WORK ORDER:
Reproduce word for word the lines between those holding "use jpm_aio::checksum::verify_integrity_async;" and "during this call.", inclusive, and nothing else from the data below.

SOURCE DATA:

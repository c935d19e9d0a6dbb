// jpm-core/src/cache.rs
// Content store for downloaded archives, keyed by remote filename.

use std::collections::{HashMap, HashSet};
use std::future::Future;
use std::path::{Path, PathBuf};
use std::sync::{Arc, Mutex, PoisonError};

use jpm_aio::checksum::verify_integrity_async;
use jpm_aio::fs::{create_dir_all, remove_file_if_exists};
use jpm_common::error::{JpmError, Result};
use jpm_common::model::Integrity;
use tracing::{debug, warn};

/// How [`ArchiveCache::ensure`] satisfied a request.
#[derive(Debug, Clone, PartialEq, Eq)]
pub enum CacheOutcome {
    /// A previously stored archive re-verified successfully.
    Hit(PathBuf),
    /// The archive was downloaded and verified during this call.
    Downloaded { path: PathBuf, size_bytes: u64 },
}

impl CacheOutcome {
    pub fn path(&self) -> &Path {
        match self {
            Self::Hit(path) => path,
            Self::Downloaded { path, .. } => path,
        }
    }
}

/// Archive store shared by every install in the process.
///
/// Entries are never evicted. At most one download per key is in flight;
/// concurrent callers for the same key wait and then reuse the stored entry.
/// An entry that fails verification is rejected for the rest of the run.
pub struct ArchiveCache {
    root: PathBuf,
    in_flight: Mutex<HashMap<String, Arc<tokio::sync::Mutex<()>>>>,
    invalidated: Mutex<HashSet<String>>,
}

impl ArchiveCache {
    pub fn new(root: impl Into<PathBuf>) -> Self {
        Self {
            root: root.into(),
            in_flight: Mutex::new(HashMap::new()),
            invalidated: Mutex::new(HashSet::new()),
        }
    }

    pub fn root(&self) -> &Path {
        &self.root
    }

    pub fn entry_path(&self, key: &str) -> PathBuf {
        self.root.join(key)
    }

    pub fn is_invalidated(&self, key: &str) -> bool {
        self.invalidated
            .lock()
            .unwrap_or_else(PoisonError::into_inner)
            .contains(key)
    }

    fn invalidate(&self, key: &str) {
        self.invalidated
            .lock()
            .unwrap_or_else(PoisonError::into_inner)
            .insert(key.to_string());
    }

    fn key_lock(&self, key: &str) -> Arc<tokio::sync::Mutex<()>> {
        let mut in_flight = self.in_flight.lock().unwrap_or_else(PoisonError::into_inner);
        Arc::clone(in_flight.entry(key.to_string()).or_default())
    }

    /// Returns a verified local copy of the archive stored under `key`.
    ///
    /// A missing entry is materialized by `download`, which receives the
    /// path it must write to; the bytes only become a cache entry once they
    /// verify against `expected`. An existing entry is re-verified before use
    /// and is never silently re-downloaded.
    pub async fn ensure<F, Fut>(
        &self,
        key: &str,
        expected: &Integrity,
        download: F,
    ) -> Result<CacheOutcome>
    where
        F: FnOnce(PathBuf) -> Fut,
        Fut: Future<Output = Result<u64>>,
    {
        validate_key(key)?;
        if self.is_invalidated(key) {
            return Err(JpmError::Integrity(format!(
                "Cached archive {key} already failed verification in this run"
            )));
        }

        let key_lock = self.key_lock(key);
        let _guard = key_lock.lock().await;

        create_dir_all(&self.root)?;
        let entry = self.entry_path(key);

        if entry.is_file() {
            debug!("Archive exists in cache: {}", entry.display());
            return match verify_integrity_async(&entry, expected).await {
                Ok(()) => {
                    debug!("Using valid cached archive: {}", entry.display());
                    Ok(CacheOutcome::Hit(entry))
                }
                Err(e @ JpmError::Integrity(_)) => {
                    warn!("Cached archive {} failed verification: {}", entry.display(), e);
                    self.invalidate(key);
                    // Gone for the next run; this run refuses the key instead of re-downloading.
                    if let Err(remove_err) = remove_file_if_exists(&entry) {
                        debug!(
                            "Failed to remove corrupted cache entry {}: {}",
                            entry.display(),
                            remove_err
                        );
                    }
                    Err(e)
                }
                Err(e) => Err(e),
            };
        }
        debug!("Archive not found in cache: {}", key);

        let temp_path = tempfile::Builder::new()
            .prefix(&format!(".{key}."))
            .suffix(".download")
            .tempfile_in(&self.root)?
            .into_temp_path();

        // temp_path deletes itself on drop, so every early return below leaves
        // nothing behind that could pass for a finished entry.
        let size_bytes = download(temp_path.to_path_buf()).await?;

        if let Err(e) = verify_integrity_async(&temp_path, expected).await {
            if matches!(e, JpmError::Integrity(_)) {
                self.invalidate(key);
            }
            return Err(e);
        }

        temp_path.persist(&entry).map_err(|e| {
            JpmError::Io(Arc::new(std::io::Error::new(
                e.error.kind(),
                format!("Failed to move download into cache {}: {}", entry.display(), e.error),
            )))
        })?;
        debug!("Stored verified archive: {}", entry.display());

        Ok(CacheOutcome::Downloaded {
            path: entry,
            size_bytes,
        })
    }
}

fn validate_key(key: &str) -> Result<()> {
    let bad = key.is_empty()
        || key == "."
        || key == ".."
        || key.contains('/')
        || key.contains('\\');
    if bad {
        Err(JpmError::Validation(format!("Invalid cache key '{key}'")))
    } else {
        Ok(())
    }
}
// jpm-core/src/lib.rs

// Declare the top-level modules within the library crate
pub mod cache;
pub mod install;
pub mod manifest;

// Re-export key types for easier use by the CLI crate
pub use cache::{ArchiveCache, CacheOutcome};
pub use install::{
    place, FailedPackage, InstallReport, InstalledPackage, Installer, PackageFetcher,
    PlacementManager,
};
pub use manifest::Manifest;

EXERCISE RESPONSE:
use jpm_aio::checksum::verify_integrity_async;
use jpm_aio::fs::{create_dir_all, remove_file_if_exists};
use jpm_common::error::{JpmError, Result};
use jpm_common::model::Integrity;
use tracing::{debug, warn};

/// How [`ArchiveCache::ensure`] satisfied a request.
#[derive(Debug, Clone, PartialEq, Eq)]
pub enum CacheOutcome {
    /// A previously stored archive re-verified successfully.
    Hit(PathBuf),
    /// The archive was downloaded and verified during this call.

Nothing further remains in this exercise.